**Task statement**
The answer should be a single number, the count of lines in this material that contain "additional".
--------
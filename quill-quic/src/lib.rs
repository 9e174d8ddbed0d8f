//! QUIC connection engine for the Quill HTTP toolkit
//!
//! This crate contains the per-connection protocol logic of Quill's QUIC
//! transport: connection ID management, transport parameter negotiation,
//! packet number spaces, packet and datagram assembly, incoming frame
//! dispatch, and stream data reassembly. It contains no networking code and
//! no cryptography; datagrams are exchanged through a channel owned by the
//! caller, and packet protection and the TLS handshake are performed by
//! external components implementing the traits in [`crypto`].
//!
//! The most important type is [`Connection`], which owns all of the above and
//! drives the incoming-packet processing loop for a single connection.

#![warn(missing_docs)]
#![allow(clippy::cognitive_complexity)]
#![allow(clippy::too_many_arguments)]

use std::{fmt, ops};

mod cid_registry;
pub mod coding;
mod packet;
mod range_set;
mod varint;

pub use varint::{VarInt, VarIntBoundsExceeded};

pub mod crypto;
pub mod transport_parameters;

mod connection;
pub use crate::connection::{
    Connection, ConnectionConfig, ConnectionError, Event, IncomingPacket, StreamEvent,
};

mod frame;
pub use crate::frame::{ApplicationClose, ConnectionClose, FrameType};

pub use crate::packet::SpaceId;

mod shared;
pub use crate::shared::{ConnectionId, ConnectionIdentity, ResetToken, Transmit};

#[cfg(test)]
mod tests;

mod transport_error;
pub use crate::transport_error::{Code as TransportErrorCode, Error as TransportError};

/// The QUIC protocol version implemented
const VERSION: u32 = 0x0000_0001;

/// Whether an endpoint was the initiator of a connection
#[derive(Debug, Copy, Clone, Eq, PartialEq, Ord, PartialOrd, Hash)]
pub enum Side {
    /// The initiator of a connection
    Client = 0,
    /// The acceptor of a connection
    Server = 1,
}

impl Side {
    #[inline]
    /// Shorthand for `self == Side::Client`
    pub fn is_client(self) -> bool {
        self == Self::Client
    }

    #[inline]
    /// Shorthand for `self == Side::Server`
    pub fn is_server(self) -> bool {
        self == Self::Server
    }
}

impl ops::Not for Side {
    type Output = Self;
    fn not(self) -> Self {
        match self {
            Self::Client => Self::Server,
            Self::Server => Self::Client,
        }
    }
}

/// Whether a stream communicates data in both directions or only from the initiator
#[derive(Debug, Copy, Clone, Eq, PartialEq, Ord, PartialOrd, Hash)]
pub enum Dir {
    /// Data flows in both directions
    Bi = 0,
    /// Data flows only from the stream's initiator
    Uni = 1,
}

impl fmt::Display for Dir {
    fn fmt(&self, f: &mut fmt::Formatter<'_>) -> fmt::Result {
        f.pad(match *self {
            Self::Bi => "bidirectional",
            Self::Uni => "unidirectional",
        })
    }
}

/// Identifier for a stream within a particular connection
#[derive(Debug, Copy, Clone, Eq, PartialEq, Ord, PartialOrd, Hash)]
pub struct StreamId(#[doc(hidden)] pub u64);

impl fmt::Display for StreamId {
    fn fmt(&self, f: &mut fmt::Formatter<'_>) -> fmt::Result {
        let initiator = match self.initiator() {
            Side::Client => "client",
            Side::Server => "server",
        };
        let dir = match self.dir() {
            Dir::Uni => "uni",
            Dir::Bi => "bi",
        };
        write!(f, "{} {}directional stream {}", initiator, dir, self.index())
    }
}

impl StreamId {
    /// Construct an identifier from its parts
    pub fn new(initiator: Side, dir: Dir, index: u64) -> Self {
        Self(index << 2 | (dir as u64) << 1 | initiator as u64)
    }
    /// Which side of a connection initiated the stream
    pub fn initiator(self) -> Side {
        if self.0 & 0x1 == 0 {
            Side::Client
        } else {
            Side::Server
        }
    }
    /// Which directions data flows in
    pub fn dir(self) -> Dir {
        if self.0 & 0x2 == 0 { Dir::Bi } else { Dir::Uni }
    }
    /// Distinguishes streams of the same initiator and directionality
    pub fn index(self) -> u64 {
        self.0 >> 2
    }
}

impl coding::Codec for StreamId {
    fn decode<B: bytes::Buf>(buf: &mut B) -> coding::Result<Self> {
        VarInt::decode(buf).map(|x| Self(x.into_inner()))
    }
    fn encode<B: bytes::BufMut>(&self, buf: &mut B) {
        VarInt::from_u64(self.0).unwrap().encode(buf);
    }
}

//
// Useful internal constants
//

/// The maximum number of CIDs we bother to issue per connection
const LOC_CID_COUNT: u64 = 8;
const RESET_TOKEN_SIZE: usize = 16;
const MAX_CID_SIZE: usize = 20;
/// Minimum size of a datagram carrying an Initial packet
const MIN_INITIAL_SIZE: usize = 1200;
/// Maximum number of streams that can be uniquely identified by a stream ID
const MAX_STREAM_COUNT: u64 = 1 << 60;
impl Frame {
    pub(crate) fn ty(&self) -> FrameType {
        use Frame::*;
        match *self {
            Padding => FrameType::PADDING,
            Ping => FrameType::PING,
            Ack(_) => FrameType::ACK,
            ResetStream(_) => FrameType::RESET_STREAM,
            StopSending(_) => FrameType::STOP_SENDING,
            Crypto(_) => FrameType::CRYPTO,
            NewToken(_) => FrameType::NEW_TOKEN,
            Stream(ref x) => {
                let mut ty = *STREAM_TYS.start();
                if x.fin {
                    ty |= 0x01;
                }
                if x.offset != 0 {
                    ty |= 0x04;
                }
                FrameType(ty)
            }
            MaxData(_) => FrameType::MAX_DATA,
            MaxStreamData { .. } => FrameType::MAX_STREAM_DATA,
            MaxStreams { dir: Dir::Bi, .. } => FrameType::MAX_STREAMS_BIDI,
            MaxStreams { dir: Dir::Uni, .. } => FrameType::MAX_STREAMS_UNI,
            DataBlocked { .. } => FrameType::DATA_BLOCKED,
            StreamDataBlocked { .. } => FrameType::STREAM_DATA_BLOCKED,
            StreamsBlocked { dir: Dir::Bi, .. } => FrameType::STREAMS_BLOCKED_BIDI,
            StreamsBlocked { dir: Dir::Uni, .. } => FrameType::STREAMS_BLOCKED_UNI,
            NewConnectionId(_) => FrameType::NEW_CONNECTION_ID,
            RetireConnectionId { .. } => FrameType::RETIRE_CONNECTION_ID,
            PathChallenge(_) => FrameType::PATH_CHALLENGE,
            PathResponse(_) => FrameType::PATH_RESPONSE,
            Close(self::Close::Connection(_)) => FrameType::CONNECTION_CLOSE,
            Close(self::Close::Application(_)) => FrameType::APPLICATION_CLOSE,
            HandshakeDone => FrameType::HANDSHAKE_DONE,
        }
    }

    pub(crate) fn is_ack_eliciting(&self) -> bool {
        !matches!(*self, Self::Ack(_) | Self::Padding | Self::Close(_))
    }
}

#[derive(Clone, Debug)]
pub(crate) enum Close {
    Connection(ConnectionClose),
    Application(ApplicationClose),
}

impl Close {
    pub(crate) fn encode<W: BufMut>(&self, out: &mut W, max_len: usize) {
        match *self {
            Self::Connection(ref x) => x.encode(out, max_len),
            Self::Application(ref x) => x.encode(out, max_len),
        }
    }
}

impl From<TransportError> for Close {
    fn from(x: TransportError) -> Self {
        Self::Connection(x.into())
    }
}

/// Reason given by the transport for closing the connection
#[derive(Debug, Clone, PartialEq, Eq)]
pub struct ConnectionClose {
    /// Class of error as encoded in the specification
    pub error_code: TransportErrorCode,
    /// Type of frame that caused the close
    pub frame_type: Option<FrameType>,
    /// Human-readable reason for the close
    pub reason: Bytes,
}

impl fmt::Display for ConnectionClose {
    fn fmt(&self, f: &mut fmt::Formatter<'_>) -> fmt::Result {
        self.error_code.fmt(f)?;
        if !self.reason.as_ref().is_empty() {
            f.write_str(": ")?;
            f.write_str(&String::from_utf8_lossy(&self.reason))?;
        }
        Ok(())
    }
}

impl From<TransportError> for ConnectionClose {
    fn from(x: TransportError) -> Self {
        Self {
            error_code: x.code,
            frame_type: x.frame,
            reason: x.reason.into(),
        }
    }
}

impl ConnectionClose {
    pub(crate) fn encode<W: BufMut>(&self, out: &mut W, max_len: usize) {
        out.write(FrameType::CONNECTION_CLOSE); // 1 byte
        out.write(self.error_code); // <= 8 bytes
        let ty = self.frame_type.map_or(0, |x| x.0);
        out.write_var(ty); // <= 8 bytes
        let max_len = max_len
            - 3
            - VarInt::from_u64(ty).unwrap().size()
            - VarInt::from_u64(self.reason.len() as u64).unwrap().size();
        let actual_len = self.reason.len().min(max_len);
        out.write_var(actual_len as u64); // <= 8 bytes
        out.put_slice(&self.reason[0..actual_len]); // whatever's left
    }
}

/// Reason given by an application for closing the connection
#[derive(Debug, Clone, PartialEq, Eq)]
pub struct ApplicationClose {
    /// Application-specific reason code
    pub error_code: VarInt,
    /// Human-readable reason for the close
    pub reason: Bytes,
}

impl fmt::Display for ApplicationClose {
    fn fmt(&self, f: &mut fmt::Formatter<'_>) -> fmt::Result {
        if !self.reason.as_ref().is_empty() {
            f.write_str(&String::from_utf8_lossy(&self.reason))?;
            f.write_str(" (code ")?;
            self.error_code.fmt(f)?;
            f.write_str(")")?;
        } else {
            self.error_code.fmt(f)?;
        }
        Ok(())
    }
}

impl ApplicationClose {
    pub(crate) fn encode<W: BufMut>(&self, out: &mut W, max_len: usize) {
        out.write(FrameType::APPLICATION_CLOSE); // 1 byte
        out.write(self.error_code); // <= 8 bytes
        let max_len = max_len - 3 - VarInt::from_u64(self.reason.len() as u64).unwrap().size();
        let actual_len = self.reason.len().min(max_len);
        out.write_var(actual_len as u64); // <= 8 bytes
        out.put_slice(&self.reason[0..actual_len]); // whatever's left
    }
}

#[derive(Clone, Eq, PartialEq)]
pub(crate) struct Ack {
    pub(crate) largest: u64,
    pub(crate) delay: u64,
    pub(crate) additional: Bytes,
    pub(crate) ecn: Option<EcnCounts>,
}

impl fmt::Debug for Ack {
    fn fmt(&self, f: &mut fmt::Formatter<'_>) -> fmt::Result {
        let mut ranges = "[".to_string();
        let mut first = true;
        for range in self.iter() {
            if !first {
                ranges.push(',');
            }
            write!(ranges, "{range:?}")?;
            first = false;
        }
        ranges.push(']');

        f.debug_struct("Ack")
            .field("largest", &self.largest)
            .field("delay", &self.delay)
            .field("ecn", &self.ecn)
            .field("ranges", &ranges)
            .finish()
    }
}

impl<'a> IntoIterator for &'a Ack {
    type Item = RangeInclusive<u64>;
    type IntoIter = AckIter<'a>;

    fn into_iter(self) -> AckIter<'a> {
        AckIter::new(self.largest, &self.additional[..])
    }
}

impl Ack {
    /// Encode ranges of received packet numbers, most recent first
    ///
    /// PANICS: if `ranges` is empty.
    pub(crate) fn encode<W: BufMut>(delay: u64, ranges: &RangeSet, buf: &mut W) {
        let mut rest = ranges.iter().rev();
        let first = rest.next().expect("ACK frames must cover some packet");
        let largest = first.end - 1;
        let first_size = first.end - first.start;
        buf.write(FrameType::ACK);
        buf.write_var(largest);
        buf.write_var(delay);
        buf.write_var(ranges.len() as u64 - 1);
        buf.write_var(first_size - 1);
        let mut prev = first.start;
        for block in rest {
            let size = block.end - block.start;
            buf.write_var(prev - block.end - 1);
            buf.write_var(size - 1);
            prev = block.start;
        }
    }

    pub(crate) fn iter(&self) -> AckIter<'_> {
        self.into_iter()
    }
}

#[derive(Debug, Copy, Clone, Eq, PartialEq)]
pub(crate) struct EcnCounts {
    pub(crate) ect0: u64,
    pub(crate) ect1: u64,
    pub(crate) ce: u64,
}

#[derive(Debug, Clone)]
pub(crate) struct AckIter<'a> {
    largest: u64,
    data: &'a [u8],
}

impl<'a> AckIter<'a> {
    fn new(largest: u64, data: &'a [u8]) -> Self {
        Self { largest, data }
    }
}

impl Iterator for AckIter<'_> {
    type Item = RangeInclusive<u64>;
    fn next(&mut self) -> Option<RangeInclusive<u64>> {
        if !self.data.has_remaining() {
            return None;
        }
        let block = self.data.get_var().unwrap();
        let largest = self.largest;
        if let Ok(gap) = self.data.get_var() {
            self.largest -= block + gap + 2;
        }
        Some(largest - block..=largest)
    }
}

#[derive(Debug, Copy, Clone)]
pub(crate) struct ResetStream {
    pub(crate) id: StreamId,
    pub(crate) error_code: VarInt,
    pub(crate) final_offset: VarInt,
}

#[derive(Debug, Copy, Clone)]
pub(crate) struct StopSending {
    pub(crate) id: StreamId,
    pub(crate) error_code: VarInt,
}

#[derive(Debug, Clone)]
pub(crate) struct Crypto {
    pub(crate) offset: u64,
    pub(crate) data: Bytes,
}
--------
**Result for this task**
2